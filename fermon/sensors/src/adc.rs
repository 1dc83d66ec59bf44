//! Single-channel ADC access

/// One ADC input sampled on demand
///
/// The first `read` starts a conversion. Later calls return
/// [`nb::Error::WouldBlock`] until the result is in, then the 12-bit value.
pub trait AdcChannel {
    type Error: core::fmt::Debug;

    fn read(&mut self) -> nb::Result<u16, Self::Error>;
}

/// Largest value a 12-bit converter returns
pub const ADC_MAX: u16 = 0x0FFF;
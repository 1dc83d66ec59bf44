//! Persistence side of the main loop
//!
//! Boot brings the log store up and settles the runtime configuration; after
//! that, every pass checks the store-interval timer and appends the latest
//! readings when it runs out. A store that is unavailable never stops the
//! loop: failed writes are counted and logged.

use embedded_hal::delay::DelayNs;
use fermon_coop::Task;
use fermon_core::{fm_debug, fm_info, fm_warn, FmResult};
use fermon_kernel::{Kernel, OneShotTimer, TimerHandle};
use fermon_sensors::{AdcChannel, Bubble};
use fermon_store::{ConfigFlags, ConfigRecord, LogStore, Nvm};

use crate::latest::Latest;
use crate::station::Station;

/// Where the running configuration came from
#[derive(Debug, Clone, Copy, PartialEq, Eq)]
pub enum ConfigSource {
    /// Read back from the config slot
    Stored,
    /// Config slot erased; defaults in use
    Unconfigured,
    /// Store unavailable; defaults in use
    NoStore,
}

/// Store attempts since boot
#[derive(Debug, Clone, Copy, Default, PartialEq, Eq)]
pub struct MonitorStats {
    pub stored: u32,
    pub failed: u32,
}

#[cfg(feature = "defmt")]
impl defmt::Format for MonitorStats {
    fn format(&self, fmt: defmt::Formatter) {
        defmt::write!(fmt, "MonitorStats{{stored: {}, failed: {}}}", self.stored, self.failed);
    }
}

/// Owns the log store and the runtime configuration
pub struct Monitor<N: Nvm> {
    store: LogStore<N>,
    config: ConfigRecord,
    source: ConfigSource,
    timer: Option<TimerHandle>,
    stats: MonitorStats,
}

impl<N: Nvm> Monitor<N> {
    /// Bring up the store, load or default the config and arm the store
    /// timer for one full interval.
    pub fn boot<T: OneShotTimer, D: DelayNs>(nvm: N, delay: &mut D, kernel: &Kernel<T>) -> Self {
        let mut store = LogStore::new(nvm);
        let (config, source) = match store.init(delay).and_then(|()| store.read_config()) {
            Ok(Some(config)) => {
                fm_info!("config: level {} interval {}min", config.bubble_level, config.store_interval);
                (config, ConfigSource::Stored)
            }
            Ok(None) => {
                fm_info!("default config");
                (ConfigRecord::default(), ConfigSource::Unconfigured)
            }
            Err(_) => {
                fm_warn!("store unavailable, persistence disabled");
                (ConfigRecord::default(), ConfigSource::NoStore)
            }
        };

        let timer = match kernel.acquire_timer() {
            Ok(t) => {
                if kernel.set_timer(t, config.store_interval_ticks().ticks()).is_err() {
                    fm_warn!("store timer rejected");
                }
                Some(t)
            }
            Err(_) => {
                fm_warn!("no timer for the store interval, logging disabled");
                None
            }
        };

        Self {
            store,
            config,
            source,
            timer,
            stats: MonitorStats::default(),
        }
    }

    /// Push the configured threshold and polarity into the bubble task.
    pub fn configure_bubble<A: AdcChannel, H: embedded_hal::digital::InputPin>(
        &self,
        bubble: &mut Bubble<A, H>,
    ) {
        bubble.set_invert(self.config.flags.contains(ConfigFlags::BUBBLE_INVERT));
        bubble.apply(self.config.threshold());
    }

    /// One main-loop pass of the persistence logic.
    ///
    /// Returns the store result when a record was due, `None` otherwise.
    pub fn service<T: OneShotTimer>(
        &mut self,
        kernel: &Kernel<T>,
        latest: &mut Latest,
    ) -> Option<FmResult<u16>> {
        if let Some(level) = latest.threshold() {
            self.config.set_threshold_level(level);
        }

        let timer = self.timer?;
        let interval = self.config.store_interval_ticks().ticks();
        // The interval may have been shortened since the timer was armed
        if kernel.timer_remaining(timer) > interval && kernel.set_timer(timer, interval).is_err() {
            fm_warn!("store timer rejected");
        }
        if !kernel.timer_elapsed(timer) {
            return None;
        }
        if kernel.set_timer(timer, interval).is_err() {
            fm_warn!("store timer rejected, storing every pass");
        }

        let mut record = latest.record();
        let result = self.store.write_record(&mut record);
        match result {
            Ok(slot) => {
                self.stats.stored += 1;
                fm_debug!("stored record {} in slot {}", record.n, slot);
            }
            Err(_) => {
                self.stats.failed += 1;
                fm_warn!("store failed, {} failures", self.stats.failed);
            }
        }
        latest.clear_fresh();
        Some(result)
    }

    pub fn config(&self) -> &ConfigRecord {
        &self.config
    }

    pub fn config_source(&self) -> ConfigSource {
        self.source
    }

    /// Minutes between records; 0 behaves as 1. Takes effect on the next pass.
    pub fn set_store_interval(&mut self, minutes: u8) {
        self.config.store_interval = minutes;
    }

    pub fn set_flags(&mut self, flags: ConfigFlags) {
        self.config.flags = flags;
    }

    /// Persist the running configuration.
    pub fn save_config(&mut self) -> FmResult<()> {
        self.store.write_config(&self.config)
    }

    /// Erase the whole store, config included.
    pub fn erase(&mut self) -> FmResult<()> {
        self.store.erase_all()
    }

    /// Sequence number the next stored record will carry
    pub fn next_sequence(&self) -> u8 {
        self.store.next_sequence()
    }

    pub fn is_persistent(&self) -> bool {
        self.store.is_ready()
    }

    pub fn stats(&self) -> MonitorStats {
        self.stats
    }

    pub fn store(&self) -> &LogStore<N> {
        &self.store
    }

    pub fn store_mut(&mut self) -> &mut LogStore<N> {
        &mut self.store
    }

    pub fn store_timer(&self) -> Option<TimerHandle> {
        self.timer
    }
}

impl<'k, T: OneShotTimer, N: Nvm> Task<Station<'k, T>> for Monitor<N> {
    fn poll(&mut self, station: &Station<'k, T>) {
        let kernel = station.kernel();
        station.update(|latest| {
            self.service(kernel, latest);
        });
    }

    fn name(&self) -> &'static str {
        "monitor"
    }
}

▶ [ACTIVITY]:
Find the word "slot" in the entries, then copy out every line that has it.

▶ [YOUR SOLUTION]:
    /// Read back from the config slot
    /// Config slot erased; defaults in use
            Ok(slot) => {
                fm_debug!("stored record {} in slot {}", record.n, slot);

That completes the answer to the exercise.